We learn more from the mistakes of our competitors than their successes

Liverpool football fans are gob-smacked, no doubt, by the latest goings-on in the trans-Atlantic tussle for the club they love. In years to come, it will probably be a case study on MBA courses across the globe. But it will be an unusual one. That’s because most case studies show success. Indeed, the footballers themselves at Liverpool will be watching videos each week of their heroes, the “greats” and what they do well on the pitch. Yet, new research from the University of Bristol suggests that the way of footballers and businesses is wrong, plain wrong.

The researchers wanted to find out what happens in our brain when we learn from the action of competitors. It seems that when our competitors succeed, when they do well, our brains essentially ignore them. But when our competitors fail, when they make a mess of things, our brains go into overdrive. In other words, we appear to learn from the mistakes our competitors make, but not from their successes.

So, rather than reading case histories of how companies succeed, we ought to be looking at businesses that failed.
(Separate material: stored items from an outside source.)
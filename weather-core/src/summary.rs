use std::collections::VecDeque;

use chrono::NaiveDate;
use indexmap::IndexMap;

use crate::model::{DailySummary, Readings};

/// Maximum number of summaries kept in the rolling history.
pub const HISTORY_LEN: usize = 7;

/// Fold one cycle's readings into a summary dated `date`.
///
/// Returns `None` when no city produced a reading this cycle; there is no
/// meaningful average over an empty set, so the caller skips the summary.
pub fn aggregate(readings: &Readings, date: NaiveDate) -> Option<DailySummary> {
    if readings.is_empty() {
        return None;
    }

    let temps: Vec<f64> = readings.snapshots().map(|s| s.temp_c()).collect();
    let sum: f64 = temps.iter().sum();
    let max_temp = temps.iter().copied().fold(f64::NEG_INFINITY, f64::max);
    let min_temp = temps.iter().copied().fold(f64::INFINITY, f64::min);

    let dominant_condition =
        dominant_condition(readings.snapshots().map(|s| s.condition.as_str()))?;

    Some(DailySummary {
        date,
        avg_temp: sum / temps.len() as f64,
        max_temp,
        min_temp,
        dominant_condition,
    })
}

/// Most frequent label. A later label only takes the lead by strictly
/// exceeding the leader's count, so ties go to whichever label was seen first.
pub fn dominant_condition<'a>(conditions: impl IntoIterator<Item = &'a str>) -> Option<String> {
    let mut counts: IndexMap<&str, usize> = IndexMap::new();
    for condition in conditions {
        *counts.entry(condition).or_insert(0) += 1;
    }

    counts
        .into_iter()
        .reduce(|leader, candidate| {
            if candidate.1 > leader.1 {
                candidate
            } else {
                leader
            }
        })
        .map(|(label, _)| label.to_string())
}

/// Rolling history capped at [`HISTORY_LEN`] entries, oldest evicted first.
#[derive(Debug, Clone, Default)]
pub struct SummaryHistory {
    entries: VecDeque<DailySummary>,
}

impl SummaryHistory {
    pub fn new() -> Self {
        Self::default()
    }

    pub fn push(&mut self, summary: DailySummary) {
        self.entries.push_back(summary);
        while self.entries.len() > HISTORY_LEN {
            self.entries.pop_front();
        }
    }

    pub fn iter(&self) -> impl Iterator<Item = &DailySummary> {
        self.entries.iter()
    }

    pub fn latest(&self) -> Option<&DailySummary> {
        self.entries.back()
    }

    pub fn len(&self) -> usize {
        self.entries.len()
    }

    pub fn is_empty(&self) -> bool {
        self.entries.is_empty()
    }
}

#[cfg(test)]
mod tests {
    use super::*;
    use crate::model::WeatherSnapshot;
    use chrono::Utc;

    fn readings(entries: &[(u32, &str, f64)]) -> Readings {
        let mut readings = Readings::new();
        for (id, condition, celsius) in entries {
            readings.insert(
                *id,
                WeatherSnapshot {
                    condition: condition.to_string(),
                    temp_k: celsius + 273.15,
                    feels_like_k: celsius + 273.15,
                    humidity: 40,
                    observed_at: Utc::now(),
                },
            );
        }
        readings
    }

    fn today() -> NaiveDate {
        NaiveDate::from_ymd_opt(2024, 10, 20).unwrap()
    }

    #[test]
    fn aggregate_computes_avg_max_min() {
        let r = readings(&[(1, "Clear", 20.0), (2, "Clear", 30.0), (3, "Rain", 25.0)]);
        let summary = aggregate(&r, today()).expect("non-empty readings must summarise");

        assert!((summary.avg_temp - 25.0).abs() < 1e-9);
        assert!((summary.max_temp - 30.0).abs() < 1e-9);
        assert!((summary.min_temp - 20.0).abs() < 1e-9);
        assert_eq!(summary.dominant_condition, "Clear");
        assert_eq!(summary.date, today());
    }

    #[test]
    fn average_lies_between_min_and_max() {
        let cases: [&[(u32, &str, f64)]; 4] = [
            &[(1, "Clear", -12.5)],
            &[(1, "Clear", 41.0), (2, "Haze", -3.0)],
            &[(1, "Rain", 18.2), (2, "Rain", 18.2), (3, "Rain", 18.2)],
            &[(1, "Mist", 0.1), (2, "Clear", 33.3), (3, "Snow", -40.0), (4, "Rain", 12.0)],
        ];

        for case in cases {
            let s = aggregate(&readings(case), today()).expect("non-empty");
            assert!(s.min_temp <= s.avg_temp && s.avg_temp <= s.max_temp, "{s:?}");
        }
    }

    #[test]
    fn aggregate_skips_empty_cycle() {
        assert!(aggregate(&Readings::new(), today()).is_none());
    }

    #[test]
    fn dominant_condition_prefers_majority() {
        let r = readings(&[(1, "Rain", 20.0), (2, "Rain", 21.0), (3, "Clear", 22.0)]);
        assert_eq!(aggregate(&r, today()).unwrap().dominant_condition, "Rain");
    }

    #[test]
    fn dominant_condition_tie_goes_to_first_seen() {
        let r = readings(&[(1, "Clear", 20.0), (2, "Rain", 21.0)]);
        assert_eq!(aggregate(&r, today()).unwrap().dominant_condition, "Clear");

        let r = readings(&[(2, "Rain", 21.0), (1, "Clear", 20.0)]);
        assert_eq!(aggregate(&r, today()).unwrap().dominant_condition, "Rain");
    }

    #[test]
    fn dominant_condition_is_case_sensitive() {
        assert_eq!(
            dominant_condition(["rain", "Rain", "Rain"]),
            Some("Rain".to_string())
        );
    }

    #[test]
    fn interleaved_tie_keeps_first_label() {
        assert_eq!(
            dominant_condition(["Clear", "Rain", "Rain", "Clear"]),
            Some("Clear".to_string())
        );
        assert_eq!(
            dominant_condition(["Mist", "Rain", "Clear", "Rain", "Clear"]),
            Some("Rain".to_string())
        );
    }

    #[test]
    fn dominant_condition_of_nothing_is_none() {
        assert_eq!(dominant_condition(std::iter::empty()), None);
    }

    #[test]
    fn history_evicts_oldest_beyond_seven() {
        let mut history = SummaryHistory::new();
        for i in 0..8 {
            let summary = aggregate(&readings(&[(1, "Clear", i as f64)]), today()).unwrap();
            history.push(summary);
            assert!(history.len() <= HISTORY_LEN);
        }

        assert_eq!(history.len(), 7);
        let first = history.iter().next().unwrap();
        assert!((first.avg_temp - 1.0).abs() < 1e-9);
        assert!((history.latest().unwrap().avg_temp - 7.0).abs() < 1e-9);
    }

    #[test]
    fn same_day_cycles_each_append() {
        let mut history = SummaryHistory::new();
        history.push(aggregate(&readings(&[(1, "Clear", 10.0)]), today()).unwrap());
        history.push(aggregate(&readings(&[(1, "Clear", 11.0)]), today()).unwrap());

        assert_eq!(history.len(), 2);
        assert!(history.iter().all(|s| s.date == today()));
    }
}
Rather than Liverpool footballers looking at videos of more successful teams, they should be watching DVDs of clubs that did badly. And online, rather than looking at web businesses that do well, you might learn more from assessing the failed web sites around you.

Concentrating on success appears to bore our brains. It appears we are attracted to pick up on failure. Importantly, this research also found that our “mirror neurons” (brain cells that are activated in sympathy to the firing of brain cells in another individual) are also switched on when the “competitor” is a computer. In other words, your brain will be fired up when you are not assessing the failures of business people you know – but also by their online representation in the form of websites, or perhaps social media materials. It suggests that we should all be looking for bad examples of online business, not good ones.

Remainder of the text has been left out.